"True happiness and contentment with life are open to all manner of creature, great and small, who is prepared to climb the heights of greatest expectation and assured uncertainty.
If one aspires to the highest of places, it is no disgrace if you do not reach the top. Set your sights high and live in expectation of wonderful things to happen, for in our aspirations rest all possibilities. Far better to set a goal and to fall short than set no goal at all! Far better to have loved and lost than never have loved at all! Far better to walk and never reach journey's end than to resign oneself to the rocking chair of old age and regretful recall. Far, far better to struggle to live than to die in comfortable surroundings."
So enjoy life to the full and learn to laugh at life in all its excesses. Even a poor church mouse becomes enriched once they learn to laugh at life in the face of adversity and triumph!
During my life to press, all manner of action has amused and entertained me as I have gone about my daily tasks. One of the troubles with some people today is their tendency to become over-serious about essentially small things in life. They remain entrenched in their 'drama queen' role from cradle to grave, refusing to lighten up at every opportunity presented to them.

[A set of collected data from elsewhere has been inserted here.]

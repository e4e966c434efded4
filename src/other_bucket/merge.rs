//! Folds the counts of the secondary `filters` search back into the primary
//! response as `__other__` buckets, and marks the `__missing__` buckets.

use crate::elasticsearch::aggregates::AggConfig;
use crate::elasticsearch::response::{buckets_mut, doc_count};
use crate::other_bucket::builder::{is_missing_key, OtherBucketRequest};
use crate::other_bucket::path_key::PathKey;
use crate::other_bucket::reader::AggPath;
use crate::other_bucket::walker::walk_mut;
use crate::other_bucket::{MISSING_BUCKET_KEY, OTHER_BUCKET_KEY, OTHER_FILTER_AGG_NAME};
use crate::query_dsl::field_exists::build_exists_filter;
use crate::query_dsl::phrase::filter_builder_for;
use crate::query_dsl::Filter;
use rustc_hash::FxHashSet;
use serde_json::*;
use tracing::{debug, warn};

/// Describes the documents an `__other__` bucket stands for, so the bucket
/// can be drilled into like any other.
pub trait OtherFilterConstructor {
    fn construct(
        &self,
        request: &OtherBucketRequest,
        path: &PathKey,
        target: &AggConfig,
    ) -> Option<Filter>;
}

/// Excludes every term the branch already returned a bucket for.
pub struct SingleTermOtherFilter;

impl OtherFilterConstructor for SingleTermOtherFilter {
    fn construct(
        &self,
        request: &OtherBucketRequest,
        path: &PathKey,
        target: &AggConfig,
    ) -> Option<Filter> {
        let clause = request.clause(path.as_str())?;
        let terms = target.kind.as_terms()?;

        Some(
            filter_builder_for(&terms.field)
                .phrases_filter(&terms.field, &clause.excluded_keys)
                .negated(),
        )
    }
}

/// Appends an `__other__` bucket to every branch of `root` the other response
/// counted documents for.  Returns how many were appended.
pub(crate) fn merge_other_buckets(
    root: &mut Value,
    path: &AggPath,
    other_root: &Value,
    request: &OtherBucketRequest,
    constructor: &dyn OtherFilterConstructor,
) -> usize {
    let Some(other_buckets) = other_root
        .get(OTHER_FILTER_AGG_NAME)
        .and_then(|agg| agg.get("buckets"))
        .and_then(Value::as_object)
    else {
        warn!(agg_id = %path.target.id, "other response has no `{}` buckets", OTHER_FILTER_AGG_NAME);
        return 0;
    };

    let mut matched = FxHashSet::default();
    let mut appended = 0;

    walk_mut(root, &path.ancestors, &path.target.id, |key, agg| {
        let Some(other) = other_buckets.get(key.as_str()) else {
            return;
        };
        matched.insert(key.to_string());

        let count = doc_count(other);
        if count == 0 {
            return;
        }
        let Some(agg) = agg else {
            warn!(agg_id = %path.target.id, path = %key, "branch has no results to merge into");
            return;
        };

        let filter = constructor.construct(request, key, path.target);
        if append_other_bucket(agg, other, count, filter, path) {
            appended += 1;
        }
    });

    for (key, bucket) in other_buckets {
        if !matched.contains(key) && doc_count(bucket) > 0 {
            warn!(agg_id = %path.target.id, path = %key, "other bucket matches no branch of the response");
        }
    }

    appended
}

fn append_other_bucket(
    agg: &mut Value,
    other: &Value,
    count: u64,
    filter: Option<Filter>,
    path: &AggPath,
) -> bool {
    let Some(other) = other.as_object() else {
        return false;
    };
    let Some(buckets) = agg.get_mut("buckets").and_then(Value::as_array_mut) else {
        warn!(agg_id = %path.target.id, "results have no bucket list to merge into");
        return false;
    };

    let field = &path.terms.field;
    let has_missing_bucket = buckets
        .iter()
        .any(|bucket| bucket.get("key").map_or(false, is_missing_key));

    let mut filters = filter.into_iter().collect::<Vec<_>>();
    if !field.scripted && (!path.terms.missing_bucket || has_missing_bucket) {
        filters.push(build_exists_filter(field));
    }

    let mut bucket = other.clone();
    bucket.insert("key".to_string(), json!(OTHER_BUCKET_KEY));
    bucket.insert("filters".to_string(), json!(filters));
    buckets.push(Value::Object(bucket));

    // the merged bucket now accounts for these documents
    if let Some(remaining) = agg.get("sum_other_doc_count").and_then(Value::as_u64) {
        agg["sum_other_doc_count"] = json!(remaining.saturating_sub(count));
    }
    true
}

/// Gives every `__missing__` bucket of the target the filter selecting
/// documents without a value.  Returns how many buckets were marked.
pub(crate) fn mark_missing_buckets(root: &mut Value, path: &AggPath) -> usize {
    let field = &path.terms.field;
    let mut marked = 0;

    walk_mut(root, &path.ancestors, &path.target.id, |key, agg| {
        let Some(agg) = agg else {
            return;
        };
        for (bucket_key, bucket) in buckets_mut(agg) {
            if !is_missing_key(&bucket_key) {
                continue;
            }
            debug!(agg_id = %path.target.id, path = %key, "marking missing bucket");

            bucket["key"] = json!(MISSING_BUCKET_KEY);
            if bucket.get("filters").is_none() && !field.scripted {
                bucket["filters"] = json!([build_exists_filter(field).negated()]);
            }
            marked += 1;
        }
    });

    marked
}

When I was a Probation Officer, one two-month experience during my probationary year of training was spent working in H. M. Prison Wakefield; a category one prison that houses Lifers. During that time, I witnessed inordinate amounts of time of their day spent by many prisoners creating and planning mischief against the Prison Officers and other inmates; all in search of obtaining 'a laugh' at someone else's expense. One prisoner told me when asked, that serving a life sentence behind bars was so demoralising and destructive to his sense of well-being that if he couldn't have a laugh during his day, he would never get through the boredom of it.
What a change in the times that fifty years brings! Today, prisons are some of the most dangerous degrading and unruly places in the world to work and too few Prison Officers are expected to manage the prison population that exceeds their numbers 30-01; working in an environment where excess drug taking and violence is a constant occurrence by prisoner upon prisoner and prisoner upon Prison Officer and vice versa I am sad to say.
When I was twenty-seven years old and still hadn't settled down fully, I foolishly got myself entangled in what could be described as a potential 'road rage' incident. One day, I was travelling along the road in my car minding my own business when another motorist in a hurry 'cut me up' (overtook me on the inside at great speed). I was enraged and without giving the potential consequences any thought, I raced after him. I didn't know at the time what I intended to do when I caught up with him, as I was fuming, but whatever it was, I didn't intend to shake his hand and invite him back to mine for tea and biscuits! My chance came as I advanced on him and saw the traffic lights ahead change to red. He was obliged to stop and when I pulled up and opened the car to give him 'what for', at the precise same moment, he jumped out of his car, presumably with the similar intent to that I had. For a few seconds, we each set off running the twenty feet distance between us shouting abuse at each other with threatening gestures of a waving fist. Then, when we both noticed each other running towards each other and the traffic lights changed back to green, a number of other impatient motorists started pipping their horns at the two of us. We automatically found ourselves angrily remonstrating with the other impatient motorists who were simply wanting to get on their way and started to turn our anger away from each other and towards them. At that precise moment, he looked at me, I looked at him and seeing the funny side of the entire incident we both finished up laughing instead of in the hospital. We calmly returned to our respective cars, giving a Harvey Smith and Winston Churchill V-sign of 'up yours' to the other honking with annoyance queuing motorists we passed as we resumed our rightful place back in the driver's seat.
This was a perfect example where breaking into an automatic smile followed by a burst of laughter simultaneously by two very angry people defused a potentially volatile and explosive situation.
I also recall when I had two six-month periods of weekly attendance at The Airedale Hospital in Keighley a few years ago for chemotherapy and blood transfusions that lasted four and five hours minimum, I would be one of a few dozen chemo patients sitting in chairs in a large lounge receiving our treatment. For the vast majority of the patients who had terminal conditions, the chemo treatment was self-enhancing and not life-saving. I have never seen such positive responses emanate from a room of living corpses waiting to happen. Yet, had one passed that lounge without knowing the reason for the patient's presence that day, one would have heard laughter and jokey banter as they walked by. A common response from room members would be ''If they didn't laugh, they'd have to cry' They didn't laugh because they were happy; they were happy because they laughed!
It just goes to show that at the height of laughter, the universe is flung into a kaleidoscope of new possibilities. So whatever by your present circumstances, whatever dizzy heights you may climb to, take a leaf out of my late dear friend's book, the author Stan Barstow, who once told me whilst we dined together, 'The trouble with life, Bill, is that folk take themselves too dam seriously'."